TASK => All entries below are to be returned in full, exactly as they stand.

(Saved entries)

►

// End-to-end tests for `SratClient`: real transports, coordinator merges.
#![allow(clippy::unwrap_used)]

use std::sync::Arc;
use std::time::Duration;

use futures_util::{SinkExt, StreamExt};
use pretty_assertions::assert_eq;
use serde_json::Value;
use tokio::net::TcpListener;
use tokio::time::timeout;
use tokio_tungstenite::tungstenite::Message;
use wiremock::matchers::{method, path};
use wiremock::{Mock, MockServer, ResponseTemplate};

use srat_core::{
    ClientConfig, ConnectionState, ReconnectPolicy, SnapshotStream, SratClient, StateSnapshot,
    StreamTransport,
};

// ── Helpers ─────────────────────────────────────────────────────────

const WAIT: Duration = Duration::from_secs(5);

fn config(host: &str, port: u16, transport: StreamTransport) -> ClientConfig {
    ClientConfig {
        transport,
        reconnect: ReconnectPolicy::Fixed {
            delay: Duration::from_millis(50),
        },
        ..ClientConfig::new(host, port)
    }
}

async fn wait_until(
    stream: &mut SnapshotStream,
    predicate: impl Fn(&StateSnapshot) -> bool,
) -> Arc<StateSnapshot> {
    if predicate(&**stream.current()) {
        return Arc::clone(stream.current());
    }
    timeout(WAIT, async {
        loop {
            let snap = stream.changed().await.unwrap();
            if predicate(&*snap) {
                return snap;
            }
        }
    })
    .await
    .unwrap()
}

// ── WebSocket ───────────────────────────────────────────────────────

#[tokio::test]
async fn test_reconnect_preserves_disks_across_sessions() {
    let listener = TcpListener::bind("127.0.0.1:0").await.unwrap();
    let port = listener.local_addr().unwrap().port();

    tokio::spawn(async move {
        // Session 1: volumes, then the server goes away.
        let (tcp, _) = listener.accept().await.unwrap();
        let mut ws = tokio_tungstenite::accept_async(tcp).await.unwrap();
        ws.send(Message::text(
            "id: 1\nevent: volumes\ndata: [{\"id\":\"sda\",\"model\":\"WD Red\",\"partitions\":[{\"id\":\"sda1\"}]}]\n\n",
        ))
        .await
        .unwrap();
        drop(ws);

        // Session 2: heartbeat only.
        let (tcp, _) = listener.accept().await.unwrap();
        let mut ws = tokio_tungstenite::accept_async(tcp).await.unwrap();
        ws.send(Message::text(
            "id: 2\nevent: heartbeat\ndata: {\"alive\":true,\"samba_status\":{\"version\":\"4.20\"},\"samba_process_status\":{\"smbd\":{\"pid\":7}},\"disk_health\":{\"per_disk_io\":[]}}\n\n",
        ))
        .await
        .unwrap();
        while ws.next().await.is_some() {}
    });

    let client = SratClient::new(config("127.0.0.1", port, StreamTransport::WebSocket)).unwrap();
    let mut snapshots = client.subscribe();
    assert!(snapshots.current().is_empty());

    client.connect().await.unwrap();

    let snap = wait_until(&mut snapshots, StateSnapshot::has_volumes).await;
    assert_eq!(snap.disks()[0].label(), "WD Red");

    let snap = wait_until(&mut snapshots, StateSnapshot::has_heartbeat).await;
    assert_eq!(snap.disks()[0].id.as_deref(), Some("sda"));
    assert_eq!(
        snap.samba_status.as_ref().unwrap().version.as_deref(),
        Some("4.20")
    );
    assert_eq!(snap.process_status.as_ref().unwrap()["smbd"].pid, Some(7));
    assert!(snap.disk_health.is_some());
    assert!(client.is_connected());

    client.disconnect().await;
    assert_eq!(client.connection_state(), ConnectionState::Disconnected);
    // The snapshot survives a disconnect.
    assert!(client.snapshot().has_volumes());
}

// ── SSE ─────────────────────────────────────────────────────────────

#[tokio::test]
async fn test_sse_shares_and_malformed_volumes() {
    let server = MockServer::start().await;

    Mock::given(method("GET"))
        .and(path("/sse"))
        .respond_with(ResponseTemplate::new(200).set_body_raw(
            concat!(
                "event: hello\ndata: {\"message\":\"welcome\"}\n\n",
                "event: volumes\ndata: [{\"id\":\"sdb\"}]\n\n",
                "event: shares\ndata: [{\"name\":\"media\",\"usage\":\"media\"}]\n\n",
                "event: volumes\ndata: \"garbage\"\n\n",
                "event: heartbeat\ndata: 42\n\n",
            ),
            "text/event-stream",
        ))
        .mount(&server)
        .await;

    let address = server.address();
    let mut client_config = config(&address.ip().to_string(), address.port(), StreamTransport::Sse);
    client_config.reconnect = ReconnectPolicy::Fixed {
        delay: Duration::from_secs(60),
    };
    let client = SratClient::new(client_config).unwrap();

    let (tx, mut hello) = tokio::sync::mpsc::unbounded_channel::<Value>();
    let _tap = client.register_listener("hello", move |payload: &Value| {
        tx.send(payload.clone())?;
        Ok(())
    });

    let mut snapshots = client.subscribe();
    client.connect().await.unwrap();

    let greeting = timeout(WAIT, hello.recv()).await.unwrap().unwrap();
    assert_eq!(greeting["message"], "welcome");

    let snap = wait_until(&mut snapshots, |s| s.shares.is_some() && s.disks.is_none()).await;
    assert_eq!(snap.shares()[0].name.as_deref(), Some("media"));
    assert!(!snap.has_heartbeat());

    client.shutdown().await;
    assert!(client.coordinator().is_shut_down());
}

◄

ANSWER FOR THE TASK =>
// End-to-end tests for `SratClient`: real transports, coordinator merges.
#![allow(clippy::unwrap_used)]

use std::sync::Arc;
use std::time::Duration;

use futures_util::{SinkExt, StreamExt};
use pretty_assertions::assert_eq;
use serde_json::Value;
use tokio::net::TcpListener;
use tokio::time::timeout;
use tokio_tungstenite::tungstenite::Message;
use wiremock::matchers::{method, path};
use wiremock::{Mock, MockServer, ResponseTemplate};

use srat_core::{
    ClientConfig, ConnectionState, ReconnectPolicy, SnapshotStream, SratClient, StateSnapshot,
    StreamTransport,
};

// ── Helpers ─────────────────────────────────────────────────────────

const WAIT: Duration = Duration::from_secs(5);

fn config(host: &str, port: u16, transport: StreamTransport) -> ClientConfig {
    ClientConfig {
        transport,
        reconnect: ReconnectPolicy::Fixed {
            delay: Duration::from_millis(50),
        },
        ..ClientConfig::new(host, port)
    }
}

async fn wait_until(
    stream: &mut SnapshotStream,
    predicate: impl Fn(&StateSnapshot) -> bool,
) -> Arc<StateSnapshot> {
    if predicate(&**stream.current()) {
        return Arc::clone(stream.current());
    }
    timeout(WAIT, async {
        loop {
            let snap = stream.changed().await.unwrap();
            if predicate(&*snap) {
                return snap;
            }
        }
    })
    .await
    .unwrap()
}

// ── WebSocket ───────────────────────────────────────────────────────

#[tokio::test]
async fn test_reconnect_preserves_disks_across_sessions() {
    let listener = TcpListener::bind("127.0.0.1:0").await.unwrap();
    let port = listener.local_addr().unwrap().port();

    tokio::spawn(async move {
        // Session 1: volumes, then the server goes away.
        let (tcp, _) = listener.accept().await.unwrap();
        let mut ws = tokio_tungstenite::accept_async(tcp).await.unwrap();
        ws.send(Message::text(
            "id: 1\nevent: volumes\ndata: [{\"id\":\"sda\",\"model\":\"WD Red\",\"partitions\":[{\"id\":\"sda1\"}]}]\n\n",
        ))
        .await
        .unwrap();
        drop(ws);

        // Session 2: heartbeat only.
        let (tcp, _) = listener.accept().await.unwrap();
        let mut ws = tokio_tungstenite::accept_async(tcp).await.unwrap();
        ws.send(Message::text(
            "id: 2\nevent: heartbeat\ndata: {\"alive\":true,\"samba_status\":{\"version\":\"4.20\"},\"samba_process_status\":{\"smbd\":{\"pid\":7}},\"disk_health\":{\"per_disk_io\":[]}}\n\n",
        ))
        .await
        .unwrap();
        while ws.next().await.is_some() {}
    });

    let client = SratClient::new(config("127.0.0.1", port, StreamTransport::WebSocket)).unwrap();
    let mut snapshots = client.subscribe();
    assert!(snapshots.current().is_empty());

    client.connect().await.unwrap();

    let snap = wait_until(&mut snapshots, StateSnapshot::has_volumes).await;
    assert_eq!(snap.disks()[0].label(), "WD Red");

    let snap = wait_until(&mut snapshots, StateSnapshot::has_heartbeat).await;
    assert_eq!(snap.disks()[0].id.as_deref(), Some("sda"));
    assert_eq!(
        snap.samba_status.as_ref().unwrap().version.as_deref(),
        Some("4.20")
    );
    assert_eq!(snap.process_status.as_ref().unwrap()["smbd"].pid, Some(7));
    assert!(snap.disk_health.is_some());
    assert!(client.is_connected());

    client.disconnect().await;
    assert_eq!(client.connection_state(), ConnectionState::Disconnected);
    // The snapshot survives a disconnect.
    assert!(client.snapshot().has_volumes());
}

// ── SSE ─────────────────────────────────────────────────────────────

#[tokio::test]
async fn test_sse_shares_and_malformed_volumes() {
    let server = MockServer::start().await;

    Mock::given(method("GET"))
        .and(path("/sse"))
        .respond_with(ResponseTemplate::new(200).set_body_raw(
            concat!(
                "event: hello\ndata: {\"message\":\"welcome\"}\n\n",
                "event: volumes\ndata: [{\"id\":\"sdb\"}]\n\n",
                "event: shares\ndata: [{\"name\":\"media\",\"usage\":\"media\"}]\n\n",
                "event: volumes\ndata: \"garbage\"\n\n",
                "event: heartbeat\ndata: 42\n\n",
            ),
            "text/event-stream",
        ))
        .mount(&server)
        .await;

    let address = server.address();
    let mut client_config = config(&address.ip().to_string(), address.port(), StreamTransport::Sse);
    client_config.reconnect = ReconnectPolicy::Fixed {
        delay: Duration::from_secs(60),
    };
    let client = SratClient::new(client_config).unwrap();

    let (tx, mut hello) = tokio::sync::mpsc::unbounded_channel::<Value>();
    let _tap = client.register_listener("hello", move |payload: &Value| {
        tx.send(payload.clone())?;
        Ok(())
    });

    let mut snapshots = client.subscribe();
    client.connect().await.unwrap();

    let greeting = timeout(WAIT, hello.recv()).await.unwrap().unwrap();
    assert_eq!(greeting["message"], "welcome");

    let snap = wait_until(&mut snapshots, |s| s.shares.is_some() && s.disks.is_none()).await;
    assert_eq!(snap.shares()[0].name.as_deref(), Some("media"));
    assert!(!snap.has_heartbeat());

    client.shutdown().await;
    assert!(client.coordinator().is_shut_down());
}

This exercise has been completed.